Его глаза сверкали, словно тысячи звезд, но я по-прежнему упрямо не поддавалась его очарованию.
– Что ты хочешь этим сказать?
– Ну, насколько я понимаю, Эйнштейн и Ньютон оба правы, каждый по-своему, однако их теории противоречат друг другу. Я изучаю средневековую литературу и почти ничего не смыслю в математике, просто мне так кажется.
– Они оба могут быть правы. Должна быть теория, которая их объединит. Уверена, что Эйнштейн ее сформулирует.
– Кто-то непременно сформулирует. Но вообще я не об этом. – Подрик улыбнулся левым уголком рта. – Знаешь, что Эйнштейн говорил о воображении?
– Нет.
– Мы с папой как-то были на его лекции, и он сказал, что истинный признак интеллекта – это не знания, а воображение.
Успокоившись, я снова присела.
– Так что ты хотел сказать?
– Везде есть свои тайны, Мэгс. Что в историях, что в их создателях. В физике и в устройстве вселенной. Нам выпал отличный шанс приоткрыть завесу тайны, и неважно, идет ли речь о рассказе или о математическом уравнении.

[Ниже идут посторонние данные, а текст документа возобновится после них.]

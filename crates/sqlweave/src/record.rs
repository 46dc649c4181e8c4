//! Nested records produced by the composite row reconstructor.

use crate::error::{OrmError, OrmResult};
use crate::row::{Row, RowAccess};
use crate::value::{FromValue, Value};

/// One entry of a [`Record`].
#[derive(Debug, Clone, PartialEq)]
pub enum Field {
    /// A plain column value.
    Value(Value),
    /// A `single` relation; `None` when the join produced no match.
    One(Option<Box<Record>>),
    /// A one-to-many relation in row order.
    Many(Vec<Record>),
}

/// An ordered mapping of field names to values and nested relations.
#[derive(Debug, Clone, Default, PartialEq)]
pub struct Record {
    fields: Vec<(String, Field)>,
}

impl Record {
    pub fn new() -> Self {
        Self::default()
    }

    /// Insert or replace a field, keeping the original position on replace.
    pub fn insert(&mut self, name: impl Into<String>, field: Field) {
        let name = name.into();
        match self.fields.iter_mut().find(|(k, _)| *k == name) {
            Some(slot) => slot.1 = field,
            None => self.fields.push((name, field)),
        }
    }

    pub fn insert_value(&mut self, name: impl Into<String>, value: impl Into<Value>) {
        self.insert(name, Field::Value(value.into()));
    }

    /// Builder-style [`insert_value`](Self::insert_value).
    pub fn with(mut self, name: impl Into<String>, value: impl Into<Value>) -> Self {
        self.insert_value(name, value);
        self
    }

    pub fn field(&self, name: &str) -> Option<&Field> {
        self.fields.iter().find(|(k, _)| k == name).map(|(_, f)| f)
    }

    /// Records of a one-to-many relation (empty when absent).
    pub fn many(&self, name: &str) -> &[Record] {
        match self.field(name) {
            Some(Field::Many(items)) => items,
            _ => &[],
        }
    }

    /// Record of a single relation.
    pub fn one(&self, name: &str) -> Option<&Record> {
        match self.field(name) {
            Some(Field::One(Some(rec))) => Some(rec),
            _ => None,
        }
    }

    pub fn take(&mut self, name: &str) -> Option<Field> {
        let idx = self.fields.iter().position(|(k, _)| k == name)?;
        Some(self.fields.remove(idx).1)
    }

    /// Remove and decode a scalar field.
    pub fn take_value<T: FromValue>(&mut self, name: &str) -> OrmResult<T> {
        match self.take(name) {
            Some(Field::Value(v)) => T::decode(name, v),
            Some(_) => Err(OrmError::decode(name, "expected a value, found a relation")),
            None => Err(OrmError::decode(name, "column not found")),
        }
    }

    /// Remove a one-to-many relation; absent relations decode as empty.
    pub fn take_many(&mut self, name: &str) -> OrmResult<Vec<Record>> {
        match self.take(name) {
            Some(Field::Many(items)) => Ok(items),
            Some(Field::One(one)) => Ok(one.map(|r| vec![*r]).unwrap_or_default()),
            Some(Field::Value(_)) => Err(OrmError::decode(name, "expected a relation")),
            None => Ok(Vec::new()),
        }
    }

    /// Remove a single relation.
    pub fn take_one(&mut self, name: &str) -> OrmResult<Option<Record>> {
        match self.take(name) {
            Some(Field::One(one)) => Ok(one.map(|r| *r)),
            Some(Field::Many(mut items)) => Ok((!items.is_empty()).then(|| items.remove(0))),
            Some(Field::Value(_)) => Err(OrmError::decode(name, "expected a relation")),
            None => Ok(None),
        }
    }

    pub fn fields(&self) -> &[(String, Field)] {
        &self.fields
    }

    pub fn len(&self) -> usize {
        self.fields.len()
    }

    pub fn is_empty(&self) -> bool {
        self.fields.is_empty()
    }

    /// Convert into a JSON object, recursing into relations.
    pub fn into_json(self) -> serde_json::Value {
        let map = self
            .fields
            .into_iter()
            .map(|(k, f)| {
                let v = match f {
                    Field::Value(v) => v.to_json(),
                    Field::One(None) => serde_json::Value::Null,
                    Field::One(Some(r)) => r.into_json(),
                    Field::Many(items) => {
                        serde_json::Value::Array(items.into_iter().map(Record::into_json).collect())
                    }
                };
                (k, v)
            })
            .collect();
        serde_json::Value::Object(map)
    }
}

impl RowAccess for Record {
    fn get(&self, name: &str) -> Option<&Value> {
        match self.field(name) {
            Some(Field::Value(v)) => Some(v),
            _ => None,
        }
    }

    fn keys(&self) -> Vec<&str> {
        self.fields.iter().map(|(k, _)| k.as_str()).collect()
    }
}

impl From<Row> for Record {
    fn from(row: Row) -> Self {
        Self {
            fields: row
                .into_pairs()
                .into_iter()
                .map(|(k, v)| (k, Field::Value(v)))
                .collect(),
        }
    }
}

impl FromIterator<(String, Value)> for Record {
    fn from_iter<I: IntoIterator<Item = (String, Value)>>(iter: I) -> Self {
        Self {
            fields: iter.into_iter().map(|(k, v)| (k, Field::Value(v))).collect(),
        }
    }
}

/// Trait for types that can be hydrated from a reconstructed record.
pub trait FromRecord: Sized {
    fn from_record(record: Record) -> OrmResult<Self>;
}

impl FromRecord for Record {
    fn from_record(record: Record) -> OrmResult<Self> {
        Ok(record)
    }
}

impl FromRecord for serde_json::Value {
    fn from_record(record: Record) -> OrmResult<Self> {
        Ok(record.into_json())
    }
}

#[cfg(test)]
mod tests {
    use super::*;

    #[test]
    fn insert_replaces_in_place() {
        let mut r = Record::new().with("a", 1).with("b", 2);
        r.insert_value("a", 3);
        assert_eq!(r.keys(), vec!["a", "b"]);
        assert_eq!(r.get("a"), Some(&Value::Int(3)));
    }

    #[test]
    fn take_helpers_decode_relations() {
        let mut r = Record::new().with("id", 1);
        r.insert("kids", Field::Many(vec![Record::new().with("id", 10)]));
        r.insert("owner", Field::One(None));
        assert_eq!(r.take_value::<i64>("id").unwrap(), 1);
        assert_eq!(r.take_many("kids").unwrap().len(), 1);
        assert_eq!(r.take_one("owner").unwrap(), None);
        assert!(r.take_many("missing").unwrap().is_empty());
        assert!(r.is_empty());
    }

    #[test]
    fn into_json_nests() {
        let mut r = Record::new().with("id", 1);
        r.insert("kids", Field::Many(vec![Record::new().with("id", 10)]));
        assert_eq!(
            r.into_json(),
            serde_json::json!({"id": 1, "kids": [{"id": 10}]})
        );
    }
}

– Ты действительно сравниваешь физику и художественный вымысел? Но это же абсурд. Я могу наслаждаться хорошей историей, но сравнивать литературные романы и теории Эйнштейна и Ньютона? Это же просто смешно.
– Для меня они находятся на одном уровне. Ни выше, ни ниже, – к моему удивлению ответил он.

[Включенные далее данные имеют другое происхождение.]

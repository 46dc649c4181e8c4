use super::node::{List, Operand, Sql, list};

/// A SELECT builder whose components always render in SQL order.
///
/// `join` and `where_` accumulate; every other component replaces the
/// previous value. Conditions are joined with `AND`.
#[derive(Debug, Clone, Default)]
pub struct QueryBuilder {
    select: Vec<Sql>,
    from: Vec<Sql>,
    joins: Vec<Sql>,
    conditions: Vec<Sql>,
    group_by: Vec<Sql>,
    having: Vec<Sql>,
    order_by: Vec<Sql>,
    limit: Option<Sql>,
    offset: Option<Sql>,
}

impl QueryBuilder {
    pub fn new() -> Self {
        Self::default()
    }

    pub fn select<S: Into<Sql>>(mut self, columns: impl IntoIterator<Item = S>) -> Self {
        self.select = columns.into_iter().map(Into::into).collect();
        self
    }

    pub fn from_<S: Into<Sql>>(mut self, tables: impl IntoIterator<Item = S>) -> Self {
        self.from = tables.into_iter().map(Into::into).collect();
        self
    }

    /// Append a raw join clause (`JOIN t ON ..`, `LEFT JOIN ..`).
    pub fn join(mut self, clause: impl Into<Sql>) -> Self {
        self.joins.push(clause.into());
        self
    }

    pub fn inner_join(self, table: impl Into<Sql>, on: impl Into<Sql>) -> Self {
        self.join(Sql::concat([Sql::raw("JOIN"), table.into(), Sql::raw("ON"), on.into()]))
    }

    pub fn left_join(self, table: impl Into<Sql>, on: impl Into<Sql>) -> Self {
        self.join(Sql::concat([
            Sql::raw("LEFT JOIN"),
            table.into(),
            Sql::raw("ON"),
            on.into(),
        ]))
    }

    /// Add a condition; empty conditions are ignored.
    pub fn where_(mut self, condition: impl Into<Sql>) -> Self {
        let condition = condition.into();
        if !condition.is_empty() {
            self.conditions.push(condition);
        }
        self
    }

    pub fn clear_where(mut self) -> Self {
        self.conditions.clear();
        self
    }

    pub fn clear_joins(mut self) -> Self {
        self.joins.clear();
        self
    }

    pub fn group_by<S: Into<Sql>>(mut self, columns: impl IntoIterator<Item = S>) -> Self {
        self.group_by = columns.into_iter().map(Into::into).collect();
        self
    }

    pub fn having(mut self, condition: impl Into<Sql>) -> Self {
        let condition = condition.into();
        self.having = if condition.is_empty() {
            Vec::new()
        } else {
            vec![condition]
        };
        self
    }

    pub fn order_by<S: Into<Sql>>(mut self, columns: impl IntoIterator<Item = S>) -> Self {
        self.order_by = columns.into_iter().map(Into::into).collect();
        self
    }

    pub fn limit(mut self, n: impl Into<Operand>) -> Self {
        self.limit = Some(n.into().into_sql());
        self
    }

    pub fn offset(mut self, n: impl Into<Operand>) -> Self {
        self.offset = Some(n.into().into_sql());
        self
    }

    /// The statement as a node tree.
    pub fn to_sql_node(&self) -> Sql {
        fn conditions(items: &[Sql]) -> Sql {
            Sql::List(List::new(items.to_vec(), "AND", false))
        }

        let mut out = Sql::empty();
        if self.select.is_empty() {
            out.push(Sql::raw("SELECT *"));
        } else {
            out.push(Sql::raw("SELECT"));
            out.push(list(self.select.clone()));
        }
        if !self.from.is_empty() {
            out.push(Sql::raw("FROM"));
            out.push(list(self.from.clone()));
        }
        for join in &self.joins {
            out.push(join.clone());
        }
        if !self.conditions.is_empty() {
            out.push(Sql::raw("WHERE"));
            out.push(conditions(&self.conditions));
        }
        if !self.group_by.is_empty() {
            out.push(Sql::raw("GROUP BY"));
            out.push(list(self.group_by.clone()));
        }
        if !self.having.is_empty() {
            out.push(Sql::raw("HAVING"));
            out.push(conditions(&self.having));
        }
        if !self.order_by.is_empty() {
            out.push(Sql::raw("ORDER BY"));
            out.push(list(self.order_by.clone()));
        }
        if let Some(limit) = &self.limit {
            out.push(Sql::raw("LIMIT"));
            out.push(limit.clone());
        }
        if let Some(offset) = &self.offset {
            out.push(Sql::raw("OFFSET"));
            out.push(offset.clone());
        }
        out
    }
}

impl From<QueryBuilder> for Sql {
    fn from(qb: QueryBuilder) -> Self {
        qb.to_sql_node()
    }
}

– Но ведь без одаренных математиков мы не сможем познать мир. Ведь математика – это язык вселенной.
Подрик положил руку на спинку стула. Судя по поношенному серому свитеру и зеленым глазам, лучившимся жизнью, в этом месте он чувствовал себя как дома.
– Ты совсем не берешь в расчет воображение, хотя оно необходимо и в твоей работе! Не могу представить жизнь без хороших историй. Мифология, загадки и архетипы помогают мне… помогают нам познать истину.

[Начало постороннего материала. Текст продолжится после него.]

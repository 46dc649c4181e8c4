use super::*;
use crate::driver::{Cursor, MemoryCursor};
use crate::error::OrmError;
use crate::record::{Field, Record};
use crate::row::RowAccess;
use crate::value::Value;
use serde_json::json;
use std::cell::Cell;
use std::rc::Rc;

/// Wraps a cursor and counts fetches and closes.
struct CountingCursor {
    inner: MemoryCursor,
    fetched: Rc<Cell<usize>>,
    closed: Rc<Cell<bool>>,
}

impl Cursor for CountingCursor {
    fn fetch_one(&mut self) -> OrmResult<Option<Row>> {
        self.fetched.set(self.fetched.get() + 1);
        self.inner.fetch_one()
    }

    fn rows_affected(&self) -> u64 {
        0
    }

    fn close(&mut self) {
        self.closed.set(true);
    }
}

fn counting(inner: MemoryCursor) -> (Box<dyn Cursor>, Rc<Cell<usize>>, Rc<Cell<bool>>) {
    let fetched = Rc::new(Cell::new(0));
    let closed = Rc::new(Cell::new(false));
    let cursor = CountingCursor {
        inner,
        fetched: fetched.clone(),
        closed: closed.clone(),
    };
    (Box::new(cursor), fetched, closed)
}

fn cursor(columns: &[&str], rows: Vec<Vec<Value>>) -> Box<dyn Cursor> {
    Box::new(MemoryCursor::from_values(columns.iter().copied(), rows))
}

fn json_all(rs: CompositeResultSet) -> serde_json::Value {
    let records = rs.all().unwrap();
    serde_json::Value::Array(records.into_iter().map(Record::into_json).collect())
}

#[test]
fn parent_with_kids_scenario() {
    let rows = vec![
        vec![Value::Int(1), Value::Int(10)],
        vec![Value::Int(1), Value::Int(11)],
        vec![Value::Int(2), Value::Null],
    ];
    let map = CompositionMap::new()
        .rowid("id")
        .nest("kids", CompositionMap::new().rowid("id").single(false));
    let rs = CompositeResultSet::new(cursor(&["id", "kids__id"], rows), map);

    assert_eq!(
        json_all(rs),
        json!([
            {"id": 1, "kids": [{"id": 10}, {"id": 11}]},
            {"id": 2, "kids": []}
        ])
    );
}

#[test]
fn merge_without_explicit_rowids_hashes_self_columns() {
    let rows = vec![
        vec![Value::Int(1), Value::from("a"), Value::from("x")],
        vec![Value::Int(1), Value::from("a"), Value::from("y")],
        vec![Value::Int(2), Value::from("b"), Value::from("z")],
    ];
    let rs = CompositeResultSet::new(
        cursor(&["id", "name", "tags__label"], rows),
        CompositionMap::new(),
    );
    assert_eq!(
        json_all(rs),
        json!([
            {"id": 1, "name": "a", "tags": [{"label": "x"}, {"label": "y"}]},
            {"id": 2, "name": "b", "tags": [{"label": "z"}]}
        ])
    );
}

#[test]
fn single_relations_unwrap() {
    let rows = vec![
        vec![Value::Int(1), Value::Int(7), Value::from("ann")],
        vec![Value::Int(2), Value::Null, Value::Null],
    ];
    let map = CompositionMap::new()
        .rowid("id")
        .nest("author", CompositionMap::new().single(true));
    let rs = CompositeResultSet::new(
        cursor(&["id", "author__id", "author__name"], rows),
        map,
    );
    let mut records = rs.all().unwrap();
    assert_eq!(records.len(), 2);

    let second = records.pop().unwrap();
    assert_eq!(second.field("author"), Some(&Field::One(None)));

    let first = records.pop().unwrap();
    let author = first.one("author").unwrap();
    assert_eq!(author.get("name"), Some(&Value::from("ann")));
}

#[test]
fn multi_level_nesting() {
    let rows = vec![
        vec![Value::Int(1), Value::Int(10), Value::Int(100)],
        vec![Value::Int(1), Value::Int(10), Value::Int(101)],
        vec![Value::Int(1), Value::Int(11), Value::Null],
        vec![Value::Int(2), Value::Null, Value::Null],
    ];
    let mut map = CompositionMap::new().rowid("id");
    map.map("posts", CompositionMap::new().rowid("id"));
    map.map("posts.comments", CompositionMap::new().rowid("id"));

    let rs = CompositeResultSet::new(
        cursor(&["id", "posts__id", "posts__comments__id"], rows),
        map,
    );
    assert_eq!(
        json_all(rs),
        json!([
            {"id": 1, "posts": [
                {"id": 10, "comments": [{"id": 100}, {"id": 101}]},
                {"id": 11, "comments": []}
            ]},
            {"id": 2, "posts": []}
        ])
    );
}

#[test]
fn rows_without_self_columns_merge_together() {
    let rows = vec![
        vec![Value::Int(10)],
        vec![Value::Int(11)],
        vec![Value::Int(12)],
    ];
    let map = CompositionMap::new().nest("kids", CompositionMap::new().rowid("id"));
    let rs = CompositeResultSet::new(cursor(&["kids__id"], rows), map);
    assert_eq!(
        json_all(rs),
        json!([{"kids": [{"id": 10}, {"id": 11}, {"id": 12}]}])
    );
}

#[test]
fn non_adjacent_parents_stay_distinct() {
    let rows = vec![
        vec![Value::Int(1), Value::Int(10)],
        vec![Value::Int(2), Value::Int(20)],
        vec![Value::Int(1), Value::Int(11)],
    ];
    let map = CompositionMap::new()
        .rowid("id")
        .nest("kids", CompositionMap::new().rowid("id"));
    let rs = CompositeResultSet::new(cursor(&["id", "kids__id"], rows), map);
    let records = rs.all().unwrap();
    assert_eq!(records.len(), 3);
    assert_eq!(records[2].get("id"), Some(&Value::Int(1)));
    assert_eq!(records[2].many("kids").len(), 1);
}

#[test]
fn duplicate_children_with_rowid_collapse() {
    // posts x tags cross product: each post repeats for every tag
    let rows = vec![
        vec![Value::Int(1), Value::Int(10), Value::from("a")],
        vec![Value::Int(1), Value::Int(10), Value::from("b")],
    ];
    let map = CompositionMap::new()
        .rowid("id")
        .nest("posts", CompositionMap::new().rowid("id"))
        .nest("tags", CompositionMap::new().rowid("name"));
    let rs = CompositeResultSet::new(cursor(&["id", "posts__id", "tags__name"], rows), map);
    assert_eq!(
        json_all(rs),
        json!([{"id": 1, "posts": [{"id": 10}], "tags": [{"name": "a"}, {"name": "b"}]}])
    );
}

#[test]
fn pass_through_without_relation_columns() {
    let (cur, fetched, closed) = counting(MemoryCursor::from_values(
        ["id", "name"],
        vec![
            vec![Value::Int(1), Value::from("a")],
            vec![Value::Int(1), Value::from("a")],
        ],
    ));
    let mut rs = CompositeResultSet::new(cur, CompositionMap::new().rowid("id"));

    let first = rs.fetch().unwrap().unwrap();
    assert!(rs.is_pass_through());
    assert_eq!(fetched.get(), 1);
    assert_eq!(first.get("id"), Some(&Value::Int(1)));

    // identical rows are not merged in pass-through mode
    let second = rs.fetch().unwrap().unwrap();
    assert_eq!(second, first);
    assert_eq!(fetched.get(), 2);

    assert!(rs.fetch().unwrap().is_none());
    assert!(closed.get());
}

#[test]
fn cursor_closed_after_final_entity() {
    let (cur, _, closed) = counting(MemoryCursor::from_values(
        ["id", "kids__id"],
        vec![vec![Value::Int(1), Value::Int(10)]],
    ));
    let mut rs = CompositeResultSet::new(cur, CompositionMap::new().rowid("id"));
    let only = rs.fetch().unwrap().unwrap();
    assert_eq!(only.many("kids").len(), 1);
    assert!(closed.get());
    assert!(rs.fetch().unwrap().is_none());
}

#[test]
fn loaders_run_per_level() {
    let rows = vec![
        vec![Value::Int(1), Value::Int(10)],
        vec![Value::Int(1), Value::Int(11)],
    ];
    let kids = CompositionMap::new()
        .rowid("id")
        .loader(|rec| Ok(rec.with("kind", "kid")));
    let map = CompositionMap::new()
        .rowid("id")
        .nest("kids", kids)
        .loader(|mut rec| {
            let count = rec.many("kids").len() as i64;
            rec.insert_value("kid_count", count);
            Ok(rec)
        });
    let rs = CompositeResultSet::new(cursor(&["id", "kids__id"], rows), map);
    assert_eq!(
        json_all(rs),
        json!([{
            "id": 1,
            "kids": [{"id": 10, "kind": "kid"}, {"id": 11, "kind": "kid"}],
            "kid_count": 2
        }])
    );
}

#[test]
fn hydrate_into_typed_entities() {
    #[derive(Debug, PartialEq)]
    struct Parent {
        id: i64,
        kids: Vec<i64>,
    }

    impl crate::FromRecord for Parent {
        fn from_record(mut record: Record) -> OrmResult<Self> {
            let kids = record
                .take_many("kids")?
                .into_iter()
                .map(|mut k| k.take_value::<i64>("id"))
                .collect::<OrmResult<Vec<_>>>()?;
            Ok(Parent {
                id: record.take_value("id")?,
                kids,
            })
        }
    }

    let rows = vec![
        vec![Value::Int(1), Value::Int(10)],
        vec![Value::Int(2), Value::Null],
    ];
    let map = CompositionMap::new()
        .rowid("id")
        .nest("kids", CompositionMap::new().rowid("id"));
    let parents: Vec<Parent> = CompositeResultSet::new(cursor(&["id", "kids__id"], rows), map)
        .hydrate::<Parent>()
        .all()
        .unwrap();
    assert_eq!(
        parents,
        vec![
            Parent { id: 1, kids: vec![10] },
            Parent { id: 2, kids: vec![] }
        ]
    );
}

#[test]
fn missing_rowid_column_is_composition_error() {
    let rows = vec![vec![Value::Int(1), Value::Int(10)]];
    let map = CompositionMap::new().rowid("uuid");
    let mut rs = CompositeResultSet::new(cursor(&["id", "kids__id"], rows), map);
    let err = rs.fetch().unwrap_err();
    assert!(matches!(err, OrmError::Composition(_)));
    assert!(rs.is_closed());
}

#[test]
fn custom_separator_and_rowid_function() {
    let rows = vec![
        vec![Value::Int(1), Value::from("a"), Value::Int(10)],
        vec![Value::Int(1), Value::from("b"), Value::Int(11)],
    ];
    let map = CompositionMap::new().rowid_with(|rec| rec.get("id").cloned().unwrap_or(Value::Null));
    let rs = CompositeResultSet::new(cursor(&["id", "note", "kids.id"], rows), map).separator(".");
    let records = rs.all().unwrap();
    // `note` differs between the rows but the rowid function only looks at `id`
    assert_eq!(records.len(), 1);
    assert_eq!(records[0].many("kids").len(), 2);
    assert_eq!(records[0].get("note"), Some(&Value::from("a")));
}

#[test]
fn composition_map_paths_create_children() {
    let mut map = CompositionMap::new();
    map.get("a.b");
    assert!(!map.child("a").unwrap().child("b").unwrap().is_single());

    map.map("a.b", CompositionMap::new().single(true));
    assert!(map.child("a").unwrap().child("b").unwrap().is_single());
}

#[test]
fn result_set_helpers() {
    let rows = || {
        vec![
            vec![Value::Int(1), Value::from("a")],
            vec![Value::Int(2), Value::from("b")],
        ]
    };

    let rs = ResultSet::new(cursor(&["id", "name"], rows()));
    assert_eq!(rs.scalar().unwrap(), Some(Value::Int(1)));

    let rs = ResultSet::new(cursor(&["id", "name"], rows()));
    assert_eq!(rs.scalars().unwrap(), vec![Value::Int(1), Value::Int(2)]);

    let rs = ResultSet::new(cursor(&["id", "name"], rows()))
        .map(|row| row.try_get_index::<String>(1));
    assert_eq!(rs.all().unwrap(), vec!["a".to_string(), "b".to_string()]);

    let rs = ResultSet::new(cursor(&["id"], vec![]));
    assert_eq!(rs.first().unwrap(), None);
}

#[test]
fn result_set_closes_on_first_and_drop() {
    let (cur, fetched, closed) = counting(MemoryCursor::from_values(
        ["id"],
        vec![vec![Value::Int(1)], vec![Value::Int(2)]],
    ));
    let rs = ResultSet::new(cur);
    let first = rs.first().unwrap().unwrap();
    assert_eq!(first.get("id"), Some(&Value::Int(1)));
    assert_eq!(fetched.get(), 1);
    assert!(closed.get());

    let (cur, _, closed) = counting(MemoryCursor::from_values(["id"], vec![vec![Value::Int(1)]]));
    drop(ResultSet::new(cur));
    assert!(closed.get());
}

#[test]
fn cancelled_cursor_yields_nothing() {
    let rs = ResultSet::new(Box::new(MemoryCursor::cancelled()));
    assert!(rs.is_cancelled());
    assert!(rs.all().unwrap().is_empty());
}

Я уставилась на него и, покачав головой, решила предпринять очередную попытку уйти. Впрочем, снова безуспешную.
– Ты прямо как мой отец, – беззлобно, но с легкой досадой выдохнул Подрик, снова откинувшись на спинку стула. Впервые я уловила в его голосе, обычно жизнерадостном, легкие нотки меланхолии.
– Твой отец?
– Как профессор он бы с тобой согласился, – Подрик тоже встал. – Отец на пять дюймов выше меня, поэтому каждый раз, когда мне хочется посмотреть ему в глаза, приходится задирать голову. Извини, что отвлек тебя. Возвращайся к своим уравнениям, которые, может, и помогают понять мир, но не согревают душу.
Я выдохнула и села обратно.
– Прости, что веду себя, как полная дура. Просто не могу понять, как помочь брату, и меня это сильно расстраивает. С математикой куда легче: задачи можно просто решать до тех пор, пока ответ не появится.
– Появится? – Подрик тоже сел, но в этот раз он придвинулся еще ближе, и теперь наши колени соприкасались. – Как персонаж.
– В смысле?
– Когда я пишу…
– Так ты тоже пишешь?
– Да, но суть не в этом.
– Далась тебе эта суть…
Я попыталась разрядить обстановку, которую сама же накалила. Подрик хихикнул.
– Нет, конечно. Я лишь хотел сказать, что персонажи, которых я придумываю, или герои книг, которые мы читаем, всегда проходят некоторый путь. Проделывают путешествие. То же и в математике. Я видел, как отец мог годами биться над одним уравнением, пока оно само не подскажет, где искать правильный ответ. А у меня то же самое с историями. Я не пытаюсь убедить тебя в том, что моя работа намного важнее твоей, но, может быть, она ей по крайней мере не уступает.
Я молча кивала, чувствуя, как к горлу медленно, но верно подступает ком.
– Уверен, твой брат вряд ли захочет слушать, как ты зачитываешь ему математические задачки.
Подрик положил руку мне на плечо, и у меня внутри все перевернулось.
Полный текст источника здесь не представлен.